Quelle: ra-online, Pressemitteilung Nr. 14/09 des BVerfG vom 18.02.2009

der Leitsatz

1. Für Hochschullehrer ist Kern der Wissen­schafts­freiheit das Recht, ihr Fach in Forschung und Lehre zu vertreten. Soweit staatliche Maßnahmen, die auf ihre Stellung als beamtete Hochschullehrer einwirken, spezifisch wissen­schafts­re­levante Aspekte ihrer Tätigkeit betreffen, ist Art. 5 Abs. 3 GG und nicht Art. 33 Abs. 5 GG Prüfungsmaßstab.

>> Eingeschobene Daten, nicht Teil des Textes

//! Defines the core data models and database queries for transactions.

use std::{fmt::Display, str::FromStr};

use rusqlite::{
    Connection, Row, ToSql,
    types::{FromSql, FromSqlError, FromSqlResult, ToSqlOutput, Type, ValueRef},
};
use serde::{Deserialize, Serialize};
use time::OffsetDateTime;

use crate::{Error, database_id::TransactionId};

// ============================================================================
// MODELS
// ============================================================================

/// The direction money moves in a transaction.
#[derive(Debug, Clone, Copy, PartialEq, Eq, Hash, Default, Serialize, Deserialize)]
#[serde(rename_all = "lowercase")]
pub enum TransactionType {
    /// Money coming in, increasing the balance.
    #[default]
    Inflow,
    /// Money going out, decreasing the balance.
    Outflow,
}

impl TransactionType {
    /// The value used in forms, JSON and the database.
    pub fn as_str(self) -> &'static str {
        match self {
            TransactionType::Inflow => "inflow",
            TransactionType::Outflow => "outflow",
        }
    }

    /// The human readable name.
    pub fn label(self) -> &'static str {
        match self {
            TransactionType::Inflow => "Inflow",
            TransactionType::Outflow => "Outflow",
        }
    }
}

impl Display for TransactionType {
    fn fmt(&self, f: &mut std::fmt::Formatter<'_>) -> std::fmt::Result {
        f.write_str(self.as_str())
    }
}

/// The error returned when a string is neither "inflow" nor "outflow".
#[derive(Debug, Clone, PartialEq, Eq, thiserror::Error)]
#[error("\"{0}\" is not a transaction type, expected \"inflow\" or \"outflow\"")]
pub struct UnknownTransactionType(pub String);

impl FromStr for TransactionType {
    type Err = UnknownTransactionType;

    fn from_str(value: &str) -> Result<Self, Self::Err> {
        match value {
            "inflow" => Ok(TransactionType::Inflow),
            "outflow" => Ok(TransactionType::Outflow),
            other => Err(UnknownTransactionType(other.to_owned())),
        }
    }
}

impl ToSql for TransactionType {
    fn to_sql(&self) -> rusqlite::Result<ToSqlOutput<'_>> {
        Ok(ToSqlOutput::from(self.as_str()))
    }
}

impl FromSql for TransactionType {
    fn column_result(value: ValueRef<'_>) -> FromSqlResult<Self> {
        value
            .as_str()?
            .parse()
            .map_err(|error| FromSqlError::Other(Box::new(error)))
    }
}

/// An inflow or outflow of money.
///
/// Transactions are created with [create_transaction] and are only changed
/// through [update_transaction].
#[derive(Debug, Clone, PartialEq, Serialize, Deserialize)]
pub struct Transaction {
    /// The ID of the transaction.
    pub id: TransactionId,
    /// Whether money came in or went out.
    #[serde(rename = "type")]
    pub type_: TransactionType,
    /// The amount of money in minor currency units (e.g. cents), never negative.
    pub amount: i64,
    /// When the transaction happened.
    #[serde(with = "time::serde::rfc3339")]
    pub date: OffsetDateTime,
    /// The lowercase category, e.g. "groceries".
    ///
    /// Older rows may not have a category.
    pub category: Option<String>,
    /// Optional free text describing the transaction.
    pub description: Option<String>,
}

/// A validated transaction that has not been stored yet.
///
/// Produced by the validation functions in
/// [validation](crate::transaction::validation), never built from raw input.
#[derive(Debug, Clone, PartialEq, Serialize)]
pub struct NewTransaction {
    /// Whether money came in or went out.
    #[serde(rename = "type")]
    pub type_: TransactionType,
    /// Non-negative amount in minor currency units.
    pub amount: i64,
    /// When the transaction happened.
    #[serde(with = "time::serde::rfc3339")]
    pub date: OffsetDateTime,
    /// Trimmed, lowercase category.
    pub category: Option<String>,
    /// Trimmed description, `None` rather than an empty string.
    pub description: Option<String>,
}

/// A validated partial update to a transaction.
///
/// Fields that are `None` keep their stored value.
#[derive(Debug, Clone, Default, PartialEq)]
pub struct TransactionPatch {
    pub type_: Option<TransactionType>,
    pub amount: Option<i64>,
    pub date: Option<OffsetDateTime>,
    pub category: Option<String>,
    /// `Some(None)` clears the description.
    pub description: Option<Option<String>>,
}

// ============================================================================
// DATABASE FUNCTIONS
// ============================================================================

const TRANSACTION_COLUMNS: &str = "id, type, amount, date, category, description";

/// Insert a new transaction into the database.
///
/// # Errors
/// Returns an [Error::SqlError] if there is an SQL error.
pub fn create_transaction(
    transaction: &NewTransaction,
    connection: &Connection,
) -> Result<Transaction, Error> {
    let transaction = connection
        .prepare(&format!(
            "INSERT INTO \"transaction\" (type, amount, date, category, description)
             VALUES (?1, ?2, ?3, ?4, ?5)
             RETURNING {TRANSACTION_COLUMNS}"
        ))?
        .query_row(
            (
                transaction.type_,
                transaction.amount,
                transaction.date.unix_timestamp(),
                &transaction.category,
                &transaction.description,
            ),
            map_transaction_row,
        )?;

    Ok(transaction)
}

/// Retrieve a transaction from the database by its `id`.
///
/// # Errors
/// This function will return a:
/// - [Error::NotFound] if `id` does not refer to a valid transaction,
/// - or [Error::SqlError] there is some other SQL error.
pub fn get_transaction(id: TransactionId, connection: &Connection) -> Result<Transaction, Error> {
    let transaction = connection
        .prepare(&format!(
            "SELECT {TRANSACTION_COLUMNS} FROM \"transaction\" WHERE id = :id"
        ))?
        .query_row(&[(":id", &id)], map_transaction_row)?;

    Ok(transaction)
}

/// Retrieve every transaction in the order they were created.
///
/// # Errors
/// Returns an [Error::SqlError] if there is an SQL error.
pub fn get_all_transactions(connection: &Connection) -> Result<Vec<Transaction>, Error> {
    connection
        .prepare(&format!(
            "SELECT {TRANSACTION_COLUMNS} FROM \"transaction\" ORDER BY id ASC"
        ))?
        .query_map([], map_transaction_row)?
        .map(|transaction_result| transaction_result.map_err(Error::from))
        .collect()
}

/// Apply `patch` to the transaction `id` and return the updated transaction.
///
/// # Errors
/// This function will return a:
/// - [Error::UpdateMissingTransaction] if `id` does not refer to a valid transaction,
/// - or [Error::SqlError] there is some other SQL error.
pub fn update_transaction(
    id: TransactionId,
    patch: &TransactionPatch,
    connection: &Connection,
) -> Result<Transaction, Error> {
    connection
        .prepare(&format!(
            "UPDATE \"transaction\" SET
                type = COALESCE(?1, type),
                amount = COALESCE(?2, amount),
                date = COALESCE(?3, date),
                category = COALESCE(?4, category),
                description = CASE WHEN ?5 THEN ?6 ELSE description END
             WHERE id = ?7
             RETURNING {TRANSACTION_COLUMNS}"
        ))?
        .query_row(
            (
                patch.type_,
                patch.amount,
                patch.date.map(OffsetDateTime::unix_timestamp),
                &patch.category,
                patch.description.is_some(),
                patch.description.as_ref().and_then(Option::as_deref),
                id,
            ),
            map_transaction_row,
        )
        .map_err(|error| match error {
            rusqlite::Error::QueryReturnedNoRows => Error::UpdateMissingTransaction,
            error => error.into(),
        })
}

/// Delete the transaction `id` and return it as it was before deletion.
///
/// # Errors
/// This function will return a:
/// - [Error::DeleteMissingTransaction] if `id` does not refer to a valid transaction,
/// - or [Error::SqlError] there is some other SQL error.
pub fn delete_transaction(
    id: TransactionId,
    connection: &Connection,
) -> Result<Transaction, Error> {
    connection
        .prepare(&format!(
            "DELETE FROM \"transaction\" WHERE id = :id RETURNING {TRANSACTION_COLUMNS}"
        ))?
        .query_row(&[(":id", &id)], map_transaction_row)
        .map_err(|error| match error {
            rusqlite::Error::QueryReturnedNoRows => Error::DeleteMissingTransaction,
            error => error.into(),
        })
}

/// Get the total number of transactions in the database.
///
/// # Errors
/// This function will return a [Error::SqlError] there is some SQL error.
pub fn count_transactions(connection: &Connection) -> Result<u64, Error> {
    connection
        .query_row("SELECT COUNT(id) FROM \"transaction\";", [], |row| {
            row.get(0)
        })
        .map_err(|error| error.into())
}

/// Create the transaction table in the database.
///
/// # Errors
/// Returns an error if the table cannot be created or if there is an SQL error.
pub fn create_transaction_table(connection: &Connection) -> Result<(), rusqlite::Error> {
    connection.execute(
        "CREATE TABLE IF NOT EXISTS \"transaction\" (
                id INTEGER PRIMARY KEY AUTOINCREMENT,
                type TEXT NOT NULL CHECK (type IN ('inflow', 'outflow')),
                amount INTEGER NOT NULL CHECK (amount >= 0),
                date INTEGER NOT NULL,
                category TEXT,
                description TEXT
                )",
        (),
    )?;

    // Ensure the sequence starts at 1
    connection.execute(
        "INSERT INTO sqlite_sequence (name, seq)
         SELECT 'transaction', 0
         WHERE NOT EXISTS (SELECT 1 FROM sqlite_sequence WHERE name = 'transaction')",
        (),
    )?;

    connection.execute(
        "CREATE INDEX IF NOT EXISTS idx_transaction_date ON \"transaction\"(date);",
        (),
    )?;

    Ok(())
}

/// Map a database row to a Transaction.
///
/// The row must contain the columns `id, type, amount, date, category, description` in that order.
pub fn map_transaction_row(row: &Row) -> Result<Transaction, rusqlite::Error> {
    let id = row.get(0)?;
    let type_ = row.get(1)?;
    let amount = row.get(2)?;
    let timestamp: i64 = row.get(3)?;
    let category = row.get(4)?;
    let description = row.get(5)?;

    let date = OffsetDateTime::from_unix_timestamp(timestamp).map_err(|error| {
        rusqlite::Error::FromSqlConversionFailure(3, Type::Integer, Box::new(error))
    })?;

    Ok(Transaction {
        id,
        type_,
        amount,
        date,
        category,
        description,
    })
}

// ============================================================================
// TESTS
// ============================================================================
//! Shared test harness for integration tests.
//!
//! Provides [`StubFetcher`], a [`Fetch`] implementation that answers from
//! canned responses keyed by URL prefix and records every request, plus
//! the provider payloads used across tests.

#![allow(dead_code)]

use std::sync::{Arc, Mutex};

use oembed_core::{Fetch, FetchError, FetchResponse, ProviderRegistry, Resolver, ResolverConfig};
use serde_json::json;

pub const YOUTUBE_URL: &str = "http://youtu.be/dQw4w9WgXcQ";
pub const TIKTOK_URL: &str = "https://www.tiktok.com/@art._.gorl/video/6702887440236940549";
pub const TWITTER_URL: &str = "https://twitter.com/DariuszPrzada/status/1333130982774468608";
pub const VIDEO_URL: &str = "https://example.com/hello.mp4";

pub const YOUTUBE_IFRAME: &str = r#"<iframe width="560" height="315" src="https://www.youtube.com/embed/dQw4w9WgXcQ?feature=oembed" frameborder="0" allow="accelerometer; autoplay; clipboard-write; encrypted-media; gyroscope; picture-in-picture" allowfullscreen></iframe>"#;

pub const TIKTOK_HTML: &str = r#"<blockquote class="tiktok-embed" cite="https://www.tiktok.com/@art._.gorl/video/6702887440236940549" data-video-id="6702887440236940549" style="max-width: 605px;min-width: 325px;" > <section> <a target="_blank" title="@art._.gorl" href="https://www.tiktok.com/@art._.gorl">@art._.gorl</a> <p>pt. 1 of turning my room into my own space // <a title="bed" target="_blank" href="https://www.tiktok.com/tag/bed">#bed</a> <a title="redoingmyroom" target="_blank" href="https://www.tiktok.com/tag/redoingmyroom">#redoingmyroom</a></p> <a target="_blank" title="♬ original sound - tiff" href="https://www.tiktok.com/music/original-sound-6689804660171082501">♬ original sound - tiff</a> </section> </blockquote> <script async src="https://www.tiktok.com/embed.js"></script>"#;

pub const TWITTER_HTML: &str = "<blockquote class=\"twitter-tweet\"><p lang=\"en\" dir=\"ltr\">Hello</p>&mdash; Dariusz Przada (@DariuszPrzada) <a href=\"https://twitter.com/DariuszPrzada/status/1333130982774468608?ref_src=twsrc%5Etfw\">November 29, 2020</a></blockquote>\n<script async src=\"https://platform.twitter.com/widgets.js\" charset=\"utf-8\"></script>\n";

pub fn youtube_body() -> String {
    json!({
        "title": "Rick Astley - Never Gonna Give You Up (Video)",
        "author_name": "RickAstleyVEVO",
        "author_url": "https://www.youtube.com/user/RickAstleyVEVO",
        "type": "video",
        "height": 315,
        "width": 560,
        "version": "1.0",
        "provider_name": "YouTube",
        "provider_url": "https://www.youtube.com/",
        "thumbnail_height": 360,
        "thumbnail_width": 480,
        "thumbnail_url": "https://i.ytimg.com/vi/dQw4w9WgXcQ/hqdefault.jpg",
        "html": YOUTUBE_IFRAME,
    })
    .to_string()
}

pub fn tiktok_body() -> String {
    json!({
        "version": "1.0",
        "type": "video",
        "title": "pt. 1 of turning my room into my own space",
        "author_name": "tiff",
        "provider_name": "TikTok",
        "width": "100%",
        "height": "100%",
        "html": TIKTOK_HTML,
    })
    .to_string()
}

pub fn twitter_body() -> String {
    json!({
        "url": TWITTER_URL,
        "author_name": "Dariusz Przada",
        "html": TWITTER_HTML,
        "width": 550,
        "height": null,
        "type": "rich",
        "provider_name": "Twitter",
        "version": "1.0",
    })
    .to_string()
}

/// Canned-response fetcher. Unknown URLs get a 404.
#[derive(Clone, Default)]
pub struct StubFetcher {
    responses: Vec<(String, FetchResponse)>,
    requests: Arc<Mutex<Vec<String>>>,
}

impl StubFetcher {
    pub fn new() -> Self {
        Self::default()
    }

    /// Fetcher that knows the YouTube, TikTok and Twitter endpoints.
    pub fn with_providers() -> Self {
        Self::new()
            .respond("https://www.youtube.com/oembed", 200, youtube_body())
            .respond("https://www.tiktok.com/oembed", 200, tiktok_body())
            .respond("https://publish.twitter.com/oembed", 200, twitter_body())
    }

    pub fn respond(mut self, prefix: &str, status: u16, body: impl Into<String>) -> Self {
        self.responses
            .push((prefix.to_string(), FetchResponse::new(status, body)));
        self
    }

    /// Shared handle to the list of requested URLs.
    pub fn requests(&self) -> Arc<Mutex<Vec<String>>> {
        Arc::clone(&self.requests)
    }
}

impl Fetch for StubFetcher {
    fn request(&self, url: &str) -> Result<FetchResponse, FetchError> {
        self.requests.lock().unwrap().push(url.to_string());
        Ok(self
            .responses
            .iter()
            .find(|(prefix, _)| url.starts_with(prefix.as_str()))
            .map(|(_, response)| response.clone())
            .unwrap_or_else(|| FetchResponse::new(404, "Not Found")))
    }
}

/// Resolver over the bundled providers and [`StubFetcher::with_providers`].
pub fn resolver() -> Resolver {
    resolver_with(ResolverConfig::default())
}

pub fn resolver_with(config: ResolverConfig) -> Resolver {
    Resolver::with_config(
        ProviderRegistry::builtin().expect("bundled providers load"),
        StubFetcher::with_providers(),
        config,
    )
}
mod types;

pub use types::*;

use anyhow::{Context, Result};
use oembed_core::{HttpFetcher, ProviderRegistry, Resolver};
use std::path::{Path, PathBuf};
use std::time::Duration;

/// Load configuration from a TOML file
pub fn load_config(path: &Path) -> Result<Config> {
    let content = std::fs::read_to_string(path)
        .with_context(|| format!("Failed to read config file: {:?}", path))?;

    let config: Config = toml::from_str(&content)
        .with_context(|| format!("Failed to parse config file: {:?}", path))?;

    validate_config(&config)?;

    Ok(config)
}

/// Load config from default locations or return default config
pub fn load_config_or_default(custom_path: Option<&Path>) -> Result<Config> {
    if let Some(path) = custom_path {
        return load_config(path);
    }

    let default_paths = [
        "./oembed.toml",
        "~/.config/oembed/config.toml",
        "/etc/oembed/config.toml",
    ];

    for path_str in default_paths {
        let path = shellexpand::tilde(path_str);
        let path = Path::new(path.as_ref());
        if path.exists() {
            tracing::debug!("Using config file {:?}", path);
            return load_config(path);
        }
    }

    Ok(Config::default())
}

/// Validate configuration
fn validate_config(config: &Config) -> Result<()> {
    if config.http.timeout_secs == 0 {
        anyhow::bail!("HTTP timeout cannot be 0");
    }

    let widths = [
        ("width", config.resolver.width),
        ("max_width", config.resolver.max_width),
        ("max_height", config.resolver.max_height),
    ];
    for (name, value) in widths {
        if value == Some(0) {
            anyhow::bail!("resolver.{} cannot be 0", name);
        }
    }

    if let Some(ref path) = config.providers {
        let path = expand_path(path);
        if !path.exists() {
            tracing::warn!("Providers file does not exist: {:?}", path);
        }
    }

    Ok(())
}

fn expand_path(path: &Path) -> PathBuf {
    PathBuf::from(shellexpand::tilde(&path.to_string_lossy()).as_ref())
}

/// Load the configured providers file, or the bundled list.
pub fn build_registry(config: &Config) -> Result<ProviderRegistry> {
    match config.providers {
        Some(ref path) => {
            let path = expand_path(path);
            ProviderRegistry::from_path(&path)
                .with_context(|| format!("Failed to load providers file: {:?}", path))
        }
        None => ProviderRegistry::builtin().context("Failed to load bundled providers"),
    }
}

/// Build a resolver with an HTTP fetcher from the configuration.
pub fn build_resolver(config: &Config) -> Result<Resolver> {
    let registry = build_registry(config)?;

    let timeout = Duration::from_secs(config.http.timeout_secs);
    let fetcher = match config.http.user_agent {
        Some(ref user_agent) => HttpFetcher::with_options(timeout, user_agent),
        None => HttpFetcher::with_timeout(timeout),
    };

    tracing::debug!(
        providers = registry.len(),
        timeout_secs = config.http.timeout_secs,
        "Building resolver"
    );

    Ok(
        Resolver::with_config(registry, fetcher, config.resolver.resolver_config())
            .with_fetch_options(config.resolver.fetch_options()),
    )
}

2. Das Grundgesetz erlaubt die Errichtung theologischer Fakultäten an staatlichen Hochschulen im Rahmen von Recht und Pflicht des Staates, Bildung und Wissenschaft an den staatlichen Universitäten zu organisieren. Dabei muss der Staat das Selbst­be­stim­mungsrecht der Religi­o­ns­ge­mein­schaft berücksichtigen, deren Theologie Gegenstand des Unterrichts ist.

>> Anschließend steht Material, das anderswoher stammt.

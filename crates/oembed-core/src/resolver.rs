//! The resolver facade: URL in, [`Embed`] (or nothing) out.

use std::sync::Arc;

use serde::{Deserialize, Serialize};

use crate::embed::Embed;
use crate::error::{Error, Result};
use crate::fetch::Fetch;
use crate::provider::FetchOptions;
use crate::registry::ProviderRegistry;
use crate::render::RenderOptions;

/// Construction-time settings for a [`Resolver`].
#[derive(Debug, Clone, Copy, Default, PartialEq, Eq, Serialize, Deserialize)]
pub struct ResolverConfig {
    /// Render AMP markup from [`Embed::html`] by default.
    #[serde(default)]
    pub amp: bool,

    /// Default render options handed to every embed.
    #[serde(default)]
    pub options: RenderOptions,
}

/// Resolves URLs against a provider registry.
///
/// Every failure (no matching provider, transport error, bad response)
/// yields `None`; the cause is logged.
///
/// # Examples
///
/// ```
/// use oembed_core::{FetchError, FetchResponse, ProviderRegistry, Resolver};
///
/// let offline = |url: &str| -> Result<FetchResponse, FetchError> {
///     Err(FetchError::Transport { url: url.to_string(), message: "offline".into() })
/// };
/// let resolver = Resolver::new(ProviderRegistry::builtin().unwrap(), offline);
///
/// let embed = resolver.get("https://example.com/hello.mp4").unwrap();
/// assert!(embed.html(None).starts_with("<video"));
/// assert!(resolver.get("https://youtu.be/dQw4w9WgXcQ").is_none());
/// ```
#[derive(Clone)]
pub struct Resolver {
    registry: Arc<ProviderRegistry>,
    fetcher: Arc<dyn Fetch>,
    amp: bool,
    options: RenderOptions,
    fetch_options: FetchOptions,
}

impl Resolver {
    /// Create a resolver with default settings.
    pub fn new(registry: impl Into<Arc<ProviderRegistry>>, fetcher: impl Fetch + 'static) -> Self {
        Self::with_config(registry, fetcher, ResolverConfig::default())
    }

    pub fn with_config(
        registry: impl Into<Arc<ProviderRegistry>>,
        fetcher: impl Fetch + 'static,
        config: ResolverConfig,
    ) -> Self {
        Self {
            registry: registry.into(),
            fetcher: Arc::new(fetcher),
            amp: config.amp,
            options: config.options,
            fetch_options: FetchOptions::default(),
        }
    }

    /// Bundled providers with an [`HttpFetcher`](crate::HttpFetcher) using
    /// the default timeout.
    #[cfg(feature = "http")]
    pub fn builtin() -> Result<Self> {
        Ok(Self::new(ProviderRegistry::builtin()?, crate::HttpFetcher::new()))
    }

    /// Size hints sent to oEmbed endpoints as `maxwidth` / `maxheight`.
    pub fn with_fetch_options(mut self, fetch_options: FetchOptions) -> Self {
        self.fetch_options = fetch_options;
        self
    }

    pub fn amp(&self) -> bool {
        self.amp
    }

    pub fn options(&self) -> RenderOptions {
        self.options
    }

    pub fn fetch_options(&self) -> FetchOptions {
        self.fetch_options
    }

    pub fn registry(&self) -> &ProviderRegistry {
        &self.registry
    }

    /// Replace the default render options for subsequent resolutions.
    ///
    /// Options are replaced as a whole, not merged with the previous ones.
    pub fn with_options(&mut self, options: RenderOptions) -> &mut Self {
        self.options = options;
        self
    }

    /// Resolve `url` using the resolver's default options.
    pub fn get(&self, url: &str) -> Option<Embed> {
        self.get_with_options(url, self.options)
    }

    /// Resolve `url`, giving the embed `options` as its defaults instead of
    /// the resolver's.
    pub fn get_with_options(&self, url: &str, options: RenderOptions) -> Option<Embed> {
        match self.resolve(url, options) {
            Ok(embed) => Some(embed),
            Err(e @ Error::NoProviderMatch { .. }) => {
                tracing::debug!("{}", e);
                None
            }
            Err(e) => {
                tracing::warn!(%url, "Embed resolution failed: {}", e);
                None
            }
        }
    }

    fn resolve(&self, url: &str, options: RenderOptions) -> Result<Embed> {
        let provider = self.registry.find(url).ok_or_else(|| Error::NoProviderMatch {
            url: url.to_string(),
        })?;
        tracing::debug!(%url, provider = provider.name(), "Matched provider");

        let strategy = provider.strategy();
        let data = strategy.resolve(url, self.fetcher.as_ref(), &self.fetch_options)?;

        Ok(Embed::new(
            url,
            strategy.kind(),
            data,
            options,
            self.amp,
            provider.render_profile(),
        ))
    }
}

impl std::fmt::Debug for Resolver {
    fn fmt(&self, f: &mut std::fmt::Formatter<'_>) -> std::fmt::Result {
        f.debug_struct("Resolver")
            .field("providers", &self.registry.len())
            .field("amp", &self.amp)
            .field("options", &self.options)
            .field("fetch_options", &self.fetch_options)
            .finish()
    }
}
//! # oembed-core
//!
//! Turns a URL into embeddable markup.
//!
//! A [`ProviderRegistry`] holds providers in order. [`Resolver::get`] finds
//! the first provider whose pattern matches the URL and runs its strategy:
//!
//! - **protocol** providers call an oEmbed endpoint through the injected
//!   [`Fetch`] capability and parse the JSON or XML answer;
//! - **template** providers build markup from regex captures, without any
//!   network access.
//!
//! The resulting [`Embed`] renders HTML, AMP HTML and responsive sizes.
//!
//! ## Overview
//!
//! - [`registry`] -- ordered providers, TOML loading, bundled list.
//! - [`provider`] -- definitions, URL patterns, the two strategies.
//! - [`embed`] -- the resolved embed and its data.
//! - [`render`] -- markup rewriting (sizes, attributes, AMP tags).
//! - [`resolver`] -- the facade.
//! - [`fetch`] -- the transport seam, with a blocking `reqwest`
//!   implementation behind the `http` feature.

pub mod embed;
pub mod error;
pub mod fetch;
pub mod provider;
pub mod registry;
pub mod render;
pub mod resolver;
pub mod template;

pub use embed::{Embed, EmbedData, EmbedKind, Thumbnail};
pub use error::{Error, Result};
pub use fetch::{Fetch, FetchError, FetchResponse};
#[cfg(feature = "http")]
pub use fetch::HttpFetcher;
pub use provider::{
    FetchOptions, Provider, ProviderDefinition, ResponseFormat, Strategy, StrategyKind,
};
pub use registry::ProviderRegistry;
pub use render::RenderOptions;
pub use resolver::{Resolver, ResolverConfig};
pub use template::TemplateContext;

3. Die Wissen­schafts­freiheit von Hochschul­lehrern der Theologie findet ihre Grenzen am Selbst­be­stim­mungsrecht der Religi­o­ns­ge­mein­schaft und an dem durch Art. 5 Abs. 3 GG geschützten Recht der Fakultät, ihre Identität als theologische Fakultät zu wahren und ihre Aufgaben in der Theolo­ge­n­aus­bildung zu erfüllen.

4. Zum Recht der Hochschullehrer auf Teilhabe an der akademischen Ausbildung.